All Those Broken Angels
by Peter Adam Salomon
Flux/Llewellyn, 2014
227pp, $9.99 US
ISBN: 978-0-7387-4079-9
A Review by Gene Stewart
At age six, Richard hid his eyes and counted to a hundred while his friend, Melanie, scampered off behind him to hide.
She was never seen again.
Except… when he is 16, a new girl shows up at school, claiming to be Melanie.
Richard isn’t sure because, since she vanished, Melanie’s shadow has haunted him continually, a ghost able to enter his mind, flow on walls, floors, and in corners, and this shadow ghost is the jealous type.
Worse, he knows where bones are buried. The shadow leads him there, to Melanie’s grave. Or is it?
Desperate to find out what’s really going on, Richard and the living Melanie begin investigating and find themselves woven deeply into the fabric of at least a decade of serial murder. Worse, this killer is still active, and now is after them.
This elegantly-written, concise YA thriller is eerie, well-informed about its people and places, and compels the reader toward a crescendo ending.

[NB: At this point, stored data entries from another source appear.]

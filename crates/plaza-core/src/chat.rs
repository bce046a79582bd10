//! Global chat

use plaza_backend::{Backend, ChangeFilter, Direction, Insert, Query};
use serde_json::Value;
use std::sync::Arc;

use crate::error::{BackendResultExt, PlazaError};
use crate::profiles::ProfileService;
use crate::tables::{first_row, GLOBAL_CHAT, MESSAGE_SELECT};
use crate::types::{decode, decode_all, ChatMessage, MessageId, NewChatMessage, UserId};
use crate::users::UserStore;
use crate::watch::Watch;

/// Default number of messages returned by [`ChatService::last_messages`]
pub const DEFAULT_HISTORY_LIMIT: usize = 10;

/// Chat operations
#[derive(Clone)]
pub struct ChatService {
    backend: Arc<dyn Backend>,
    users: UserStore,
    profiles: ProfileService,
    history_limit: usize,
}

impl ChatService {
    /// Create service with the default history limit
    #[must_use]
    pub fn new(backend: Arc<dyn Backend>, users: UserStore, profiles: ProfileService) -> Self {
        Self {
            backend,
            users,
            profiles,
            history_limit: DEFAULT_HISTORY_LIMIT,
        }
    }

    /// With history limit
    #[inline]
    #[must_use]
    pub fn with_history_limit(mut self, limit: usize) -> Self {
        self.history_limit = limit.max(1);
        self
    }

    /// Most recent messages, newest first
    pub async fn last_messages(&self) -> Result<Vec<ChatMessage>, PlazaError> {
        let rows = self
            .backend
            .select(
                &Query::table(GLOBAL_CHAT)
                    .select(MESSAGE_SELECT)
                    .order("created_at", Direction::Descending)
                    .limit(self.history_limit),
            )
            .await
            .context("fetch chat messages")?;
        decode_all(rows)
    }

    /// One message with its sender
    pub async fn by_id(&self, id: MessageId) -> Result<ChatMessage, PlazaError> {
        let rows = self
            .backend
            .select(
                &Query::table(GLOBAL_CHAT)
                    .select(MESSAGE_SELECT)
                    .eq("id", id)
                    .single(),
            )
            .await
            .context("fetch chat message")?;
        decode(first_row(rows, GLOBAL_CHAT).context("fetch chat message")?)
    }

    /// Insert a message row
    pub async fn save(&self, message: &NewChatMessage) -> Result<(), PlazaError> {
        let row = serde_json::to_value(message)?;
        self.backend
            .insert(&Insert::into(GLOBAL_CHAT).row(row))
            .await
            .context("save chat message")?;
        tracing::debug!(sender = %message.user_id, "chat message saved");
        Ok(())
    }

    /// Send `body` as `user_id`, resolving the sender's profile first
    pub async fn send(&self, body: &str, user_id: UserId) -> Result<(), PlazaError> {
        if body.trim().is_empty() {
            return Err(PlazaError::InvalidInput("message is empty".into()));
        }
        let profile_id = match self.profiles.lookup_id(user_id, "look up chat sender").await {
            Ok(id) => id,
            Err(e) if e.is_not_found() => return Err(PlazaError::ProfileNotFound(user_id)),
            Err(e) => return Err(e),
        };
        self.save(&NewChatMessage {
            body: body.to_string(),
            user_id,
            user_profile_id: profile_id,
        })
        .await
    }

    /// Send `body` as the signed-in user
    pub async fn send_as_current(&self, body: &str) -> Result<(), PlazaError> {
        let user_id = self.users.user_id().ok_or(PlazaError::NotAuthenticated)?;
        self.send(body, user_id).await
    }

    /// New messages, re-fetched with their sender
    pub async fn watch_new_messages<F>(&self, callback: F) -> Result<Watch, PlazaError>
    where
        F: Fn(ChatMessage) + Send + Sync + 'static,
    {
        let subscription = self
            .backend
            .subscribe("global-chat", &[ChangeFilter::inserts(GLOBAL_CHAT)])
            .await
            .context("watch chat")?;
        let service = self.clone();
        let callback = Arc::new(callback);
        Ok(Watch::spawn(subscription, move |event| {
            let service = service.clone();
            let callback = Arc::clone(&callback);
            async move {
                let Some(id) = event.row_id().and_then(Value::as_i64) else {
                    tracing::warn!("chat event without id");
                    return;
                };
                tracing::debug!(message = id, "new chat message");
                match service.by_id(MessageId(id)).await {
                    Ok(message) => callback(message),
                    Err(e) => tracing::warn!(message = id, error = %e, "dropping chat event"),
                }
            }
        }))
    }
}

impl std::fmt::Debug for ChatService {
    fn fmt(&self, f: &mut std::fmt::Formatter<'_>) -> std::fmt::Result {
        f.debug_struct("ChatService")
            .field("history_limit", &self.history_limit)
            .finish_non_exhaustive()
    }
}

#[cfg(test)]
mod tests {
    use super::*;
    use crate::tables::{social_schema, USER_PROFILES};
    use crate::users::UserPatch;
    use plaza_backend::MemoryBackend;
    use pretty_assertions::assert_eq;
    use serde_json::json;

    fn fixture() -> (Arc<MemoryBackend>, UserStore, ChatService, UserId) {
        let backend = Arc::new(MemoryBackend::with_schema(social_schema()));
        let dyn_backend: Arc<dyn Backend> = backend.clone();
        let users = UserStore::new();
        let chat = ChatService::new(
            dyn_backend.clone(),
            users.clone(),
            ProfileService::new(dyn_backend),
        );
        let sender = UserId::random();
        backend
            .seed(
                USER_PROFILES,
                vec![json!({"id": sender, "display_name": "Ana"})],
            )
            .unwrap();
        (backend, users, chat, sender)
    }

    #[tokio::test]
    async fn last_messages_is_newest_first_and_limited() {
        let (_, _, chat, sender) = fixture();
        for i in 0..12 {
            chat.send(&format!("m{i}"), sender).await.unwrap();
        }

        let messages = chat.last_messages().await.unwrap();
        assert_eq!(messages.len(), DEFAULT_HISTORY_LIMIT);
        assert_eq!(messages[0].body, "m11");
        assert_eq!(messages[9].body, "m2");
        assert_eq!(
            messages[0].author.as_ref().and_then(|a| a.display_name.as_deref()),
            Some("Ana")
        );

        let short = chat.clone().with_history_limit(3);
        assert_eq!(short.last_messages().await.unwrap().len(), 3);
    }

    #[tokio::test]
    async fn send_without_profile_is_profile_not_found() {
        let (backend, _, chat, _) = fixture();
        let stranger = UserId::random();
        assert!(matches!(
            chat.send("hola", stranger).await,
            Err(PlazaError::ProfileNotFound(id)) if id == stranger
        ));
        assert!(backend.rows(GLOBAL_CHAT).is_empty());
    }

    #[tokio::test]
    async fn send_stores_sender_ids() {
        let (backend, _, chat, sender) = fixture();
        chat.send("hola", sender).await.unwrap();
        let row = &backend.rows(GLOBAL_CHAT)[0];
        assert_eq!(row["body"], "hola");
        assert_eq!(row["user_id"], json!(sender));
        assert_eq!(row["user_profile_id"], json!(sender));
        assert!(matches!(chat.send("  ", sender).await, Err(PlazaError::InvalidInput(_))));
    }

    #[tokio::test]
    async fn send_as_current_requires_login() {
        let (_, users, chat, sender) = fixture();
        assert!(chat.send_as_current("hi").await.unwrap_err().is_not_authenticated());
        users.update(&UserPatch::new().with_id(Some(sender)));
        chat.send_as_current("hi").await.unwrap();
    }

    #[tokio::test]
    async fn watch_delivers_messages_with_sender() {
        let (_, _, chat, sender) = fixture();
        let (tx, mut rx) = tokio::sync::mpsc::unbounded_channel();
        let watch = chat
            .watch_new_messages(move |message| {
                let _ = tx.send(message);
            })
            .await
            .unwrap();

        chat.send("live", sender).await.unwrap();
        let message = rx.recv().await.unwrap();
        assert_eq!(message.body, "live");
        assert_eq!(message.author.unwrap().id, sender);

        watch.stop().await;
    }
}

Although the protagonists are 16 and face typical teenagers’ challenges, this book works as a thriller to please any adult, too. It evokes a place and the people vividly, never strays too far into the surreal, yet offers a lingering sense of a bigger, deeper world than we know, one that surrounds us with what many would call the supernatural. Maybe it’s just us.